> **EXERCISE DIRECTIONS**:
The listing below contains a span that opens with the line containing "let available = state" and closes with the line containing "#[derive(Clone)]". Return that span exactly.
━━━━━━━━━━━━━━━━
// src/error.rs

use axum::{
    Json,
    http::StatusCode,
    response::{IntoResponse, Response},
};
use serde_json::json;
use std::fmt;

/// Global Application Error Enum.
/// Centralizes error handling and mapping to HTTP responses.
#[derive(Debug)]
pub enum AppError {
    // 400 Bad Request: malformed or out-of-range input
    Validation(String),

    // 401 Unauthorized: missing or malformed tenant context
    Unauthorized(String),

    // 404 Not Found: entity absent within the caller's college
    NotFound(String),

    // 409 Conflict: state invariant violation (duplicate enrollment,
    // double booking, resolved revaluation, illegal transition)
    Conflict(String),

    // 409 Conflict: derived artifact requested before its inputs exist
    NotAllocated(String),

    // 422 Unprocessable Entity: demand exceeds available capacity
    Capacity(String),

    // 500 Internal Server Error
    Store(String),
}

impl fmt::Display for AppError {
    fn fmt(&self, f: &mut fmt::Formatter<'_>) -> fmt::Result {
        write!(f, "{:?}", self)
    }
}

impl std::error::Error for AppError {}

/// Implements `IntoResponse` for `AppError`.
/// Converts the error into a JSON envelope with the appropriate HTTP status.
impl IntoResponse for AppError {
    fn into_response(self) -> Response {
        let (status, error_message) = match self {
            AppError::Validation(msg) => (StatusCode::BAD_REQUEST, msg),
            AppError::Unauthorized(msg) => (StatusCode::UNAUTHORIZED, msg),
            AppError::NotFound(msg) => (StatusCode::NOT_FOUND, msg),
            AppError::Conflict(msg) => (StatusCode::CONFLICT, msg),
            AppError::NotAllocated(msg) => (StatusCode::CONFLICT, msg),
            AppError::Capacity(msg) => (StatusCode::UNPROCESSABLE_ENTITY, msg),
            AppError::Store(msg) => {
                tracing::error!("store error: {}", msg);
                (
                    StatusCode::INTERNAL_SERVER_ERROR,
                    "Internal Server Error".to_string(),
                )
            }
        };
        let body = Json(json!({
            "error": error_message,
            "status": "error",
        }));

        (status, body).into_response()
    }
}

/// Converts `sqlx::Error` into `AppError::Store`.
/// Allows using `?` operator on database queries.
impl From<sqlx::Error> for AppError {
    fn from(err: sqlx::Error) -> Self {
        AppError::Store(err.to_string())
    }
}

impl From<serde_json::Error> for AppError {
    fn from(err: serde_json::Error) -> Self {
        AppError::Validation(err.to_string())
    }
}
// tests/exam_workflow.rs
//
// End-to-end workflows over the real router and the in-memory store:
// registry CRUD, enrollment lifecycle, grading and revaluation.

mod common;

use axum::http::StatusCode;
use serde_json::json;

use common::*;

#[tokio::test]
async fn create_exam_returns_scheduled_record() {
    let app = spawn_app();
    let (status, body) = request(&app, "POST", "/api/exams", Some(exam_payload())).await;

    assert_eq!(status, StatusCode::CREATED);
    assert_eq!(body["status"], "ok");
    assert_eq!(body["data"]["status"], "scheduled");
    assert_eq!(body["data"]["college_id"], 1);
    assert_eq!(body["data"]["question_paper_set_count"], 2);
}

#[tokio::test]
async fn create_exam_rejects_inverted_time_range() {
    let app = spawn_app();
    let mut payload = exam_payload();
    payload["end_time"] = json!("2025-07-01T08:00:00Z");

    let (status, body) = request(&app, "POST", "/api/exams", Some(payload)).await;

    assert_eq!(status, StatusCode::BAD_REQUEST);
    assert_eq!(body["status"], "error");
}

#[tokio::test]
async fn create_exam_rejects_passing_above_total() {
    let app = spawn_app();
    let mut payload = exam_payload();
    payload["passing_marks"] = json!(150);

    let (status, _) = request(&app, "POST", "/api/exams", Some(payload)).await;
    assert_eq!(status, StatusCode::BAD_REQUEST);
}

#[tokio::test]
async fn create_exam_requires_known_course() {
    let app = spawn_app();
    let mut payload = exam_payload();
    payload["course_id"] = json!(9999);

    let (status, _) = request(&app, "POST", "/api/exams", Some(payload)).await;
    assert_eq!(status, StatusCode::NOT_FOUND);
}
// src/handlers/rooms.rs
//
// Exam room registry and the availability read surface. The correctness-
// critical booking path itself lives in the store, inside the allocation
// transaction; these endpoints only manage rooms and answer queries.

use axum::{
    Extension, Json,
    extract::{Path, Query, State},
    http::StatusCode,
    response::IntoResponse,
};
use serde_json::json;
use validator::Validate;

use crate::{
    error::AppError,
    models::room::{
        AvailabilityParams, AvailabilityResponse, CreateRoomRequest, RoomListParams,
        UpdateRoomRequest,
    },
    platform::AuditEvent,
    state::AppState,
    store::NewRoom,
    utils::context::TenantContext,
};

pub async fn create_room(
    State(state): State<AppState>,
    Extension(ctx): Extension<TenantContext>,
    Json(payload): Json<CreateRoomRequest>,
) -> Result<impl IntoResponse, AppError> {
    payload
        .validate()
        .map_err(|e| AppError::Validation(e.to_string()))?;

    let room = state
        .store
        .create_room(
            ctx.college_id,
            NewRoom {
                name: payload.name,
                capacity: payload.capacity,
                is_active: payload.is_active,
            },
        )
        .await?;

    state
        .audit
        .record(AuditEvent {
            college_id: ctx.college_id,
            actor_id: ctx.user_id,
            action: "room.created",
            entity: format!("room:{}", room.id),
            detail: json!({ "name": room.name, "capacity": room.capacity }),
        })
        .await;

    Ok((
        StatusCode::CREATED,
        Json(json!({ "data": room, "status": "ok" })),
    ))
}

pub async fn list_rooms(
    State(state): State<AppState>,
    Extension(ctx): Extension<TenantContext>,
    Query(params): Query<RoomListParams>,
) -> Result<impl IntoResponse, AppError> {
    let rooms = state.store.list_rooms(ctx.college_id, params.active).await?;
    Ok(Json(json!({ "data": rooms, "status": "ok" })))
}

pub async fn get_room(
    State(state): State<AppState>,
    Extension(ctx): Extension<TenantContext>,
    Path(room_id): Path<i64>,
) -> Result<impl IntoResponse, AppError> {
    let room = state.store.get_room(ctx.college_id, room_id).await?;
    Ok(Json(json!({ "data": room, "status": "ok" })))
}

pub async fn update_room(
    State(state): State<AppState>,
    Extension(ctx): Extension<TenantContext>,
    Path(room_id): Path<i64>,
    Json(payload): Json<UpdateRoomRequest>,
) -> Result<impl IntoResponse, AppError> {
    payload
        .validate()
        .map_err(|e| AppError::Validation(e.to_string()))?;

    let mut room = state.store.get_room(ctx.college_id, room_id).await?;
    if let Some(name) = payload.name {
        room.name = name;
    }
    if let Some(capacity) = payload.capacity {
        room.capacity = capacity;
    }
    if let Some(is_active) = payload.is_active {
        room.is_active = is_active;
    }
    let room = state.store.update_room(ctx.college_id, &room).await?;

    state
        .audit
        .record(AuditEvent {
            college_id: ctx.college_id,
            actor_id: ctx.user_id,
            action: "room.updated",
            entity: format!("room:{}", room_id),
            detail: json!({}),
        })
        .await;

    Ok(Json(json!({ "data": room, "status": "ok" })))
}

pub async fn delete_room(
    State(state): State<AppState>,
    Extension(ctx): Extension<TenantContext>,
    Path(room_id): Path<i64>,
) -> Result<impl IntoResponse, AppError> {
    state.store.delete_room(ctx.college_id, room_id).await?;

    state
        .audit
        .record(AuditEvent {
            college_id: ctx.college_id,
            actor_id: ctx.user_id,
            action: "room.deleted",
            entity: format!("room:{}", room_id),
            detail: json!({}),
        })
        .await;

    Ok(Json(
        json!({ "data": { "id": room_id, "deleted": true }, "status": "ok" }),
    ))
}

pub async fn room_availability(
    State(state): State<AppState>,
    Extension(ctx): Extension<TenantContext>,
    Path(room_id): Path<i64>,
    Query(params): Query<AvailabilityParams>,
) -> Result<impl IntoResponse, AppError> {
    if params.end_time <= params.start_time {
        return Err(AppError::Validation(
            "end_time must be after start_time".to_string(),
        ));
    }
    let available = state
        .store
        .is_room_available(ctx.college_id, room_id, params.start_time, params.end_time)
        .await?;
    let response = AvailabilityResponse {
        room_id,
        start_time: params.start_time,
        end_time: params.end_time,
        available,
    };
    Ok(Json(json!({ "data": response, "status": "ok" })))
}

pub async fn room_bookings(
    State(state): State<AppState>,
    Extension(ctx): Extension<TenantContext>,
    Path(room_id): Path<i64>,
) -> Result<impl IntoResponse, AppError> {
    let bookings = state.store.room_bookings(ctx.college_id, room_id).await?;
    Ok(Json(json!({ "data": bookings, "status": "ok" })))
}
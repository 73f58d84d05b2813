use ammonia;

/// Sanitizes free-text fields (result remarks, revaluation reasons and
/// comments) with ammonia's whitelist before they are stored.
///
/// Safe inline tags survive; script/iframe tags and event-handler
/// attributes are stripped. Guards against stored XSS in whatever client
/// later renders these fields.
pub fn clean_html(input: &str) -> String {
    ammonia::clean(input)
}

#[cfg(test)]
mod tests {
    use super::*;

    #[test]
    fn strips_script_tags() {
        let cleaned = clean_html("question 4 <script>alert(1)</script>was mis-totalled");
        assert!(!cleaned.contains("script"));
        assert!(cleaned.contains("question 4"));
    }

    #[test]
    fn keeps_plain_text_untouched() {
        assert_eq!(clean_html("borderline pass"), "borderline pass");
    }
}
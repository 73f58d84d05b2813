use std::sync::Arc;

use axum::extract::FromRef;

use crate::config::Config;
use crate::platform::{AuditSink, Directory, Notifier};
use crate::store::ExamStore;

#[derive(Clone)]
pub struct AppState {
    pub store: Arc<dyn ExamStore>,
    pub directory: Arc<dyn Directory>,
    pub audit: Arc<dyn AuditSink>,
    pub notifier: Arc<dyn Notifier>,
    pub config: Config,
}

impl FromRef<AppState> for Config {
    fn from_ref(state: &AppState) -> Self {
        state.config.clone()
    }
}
━━━━━━━━━━━━━━━━
> **RESULT**:
    let available = state
        .store
        .is_room_available(ctx.college_id, room_id, params.start_time, params.end_time)
        .await?;
    let response = AvailabilityResponse {
        room_id,
        start_time: params.start_time,
        end_time: params.end_time,
        available,
    };
    Ok(Json(json!({ "data": response, "status": "ok" })))
}

pub async fn room_bookings(
    State(state): State<AppState>,
    Extension(ctx): Extension<TenantContext>,
    Path(room_id): Path<i64>,
) -> Result<impl IntoResponse, AppError> {
    let bookings = state.store.room_bookings(ctx.college_id, room_id).await?;
    Ok(Json(json!({ "data": bookings, "status": "ok" })))
}
repository 73f58d84d05b2813
use ammonia;

/// Sanitizes free-text fields (result remarks, revaluation reasons and
/// comments) with ammonia's whitelist before they are stored.
///
/// Safe inline tags survive; script/iframe tags and event-handler
/// attributes are stripped. Guards against stored XSS in whatever client
/// later renders these fields.
pub fn clean_html(input: &str) -> String {
    ammonia::clean(input)
}

#[cfg(test)]
mod tests {
    use super::*;

    #[test]
    fn strips_script_tags() {
        let cleaned = clean_html("question 4 <script>alert(1)</script>was mis-totalled");
        assert!(!cleaned.contains("script"));
        assert!(cleaned.contains("question 4"));
    }

    #[test]
    fn keeps_plain_text_untouched() {
        assert_eq!(clean_html("borderline pass"), "borderline pass");
    }
}
repository 73f58d84d05b2813
use std::sync::Arc;

use axum::extract::FromRef;

use crate::config::Config;
use crate::platform::{AuditSink, Directory, Notifier};
use crate::store::ExamStore;

#[derive(Clone)]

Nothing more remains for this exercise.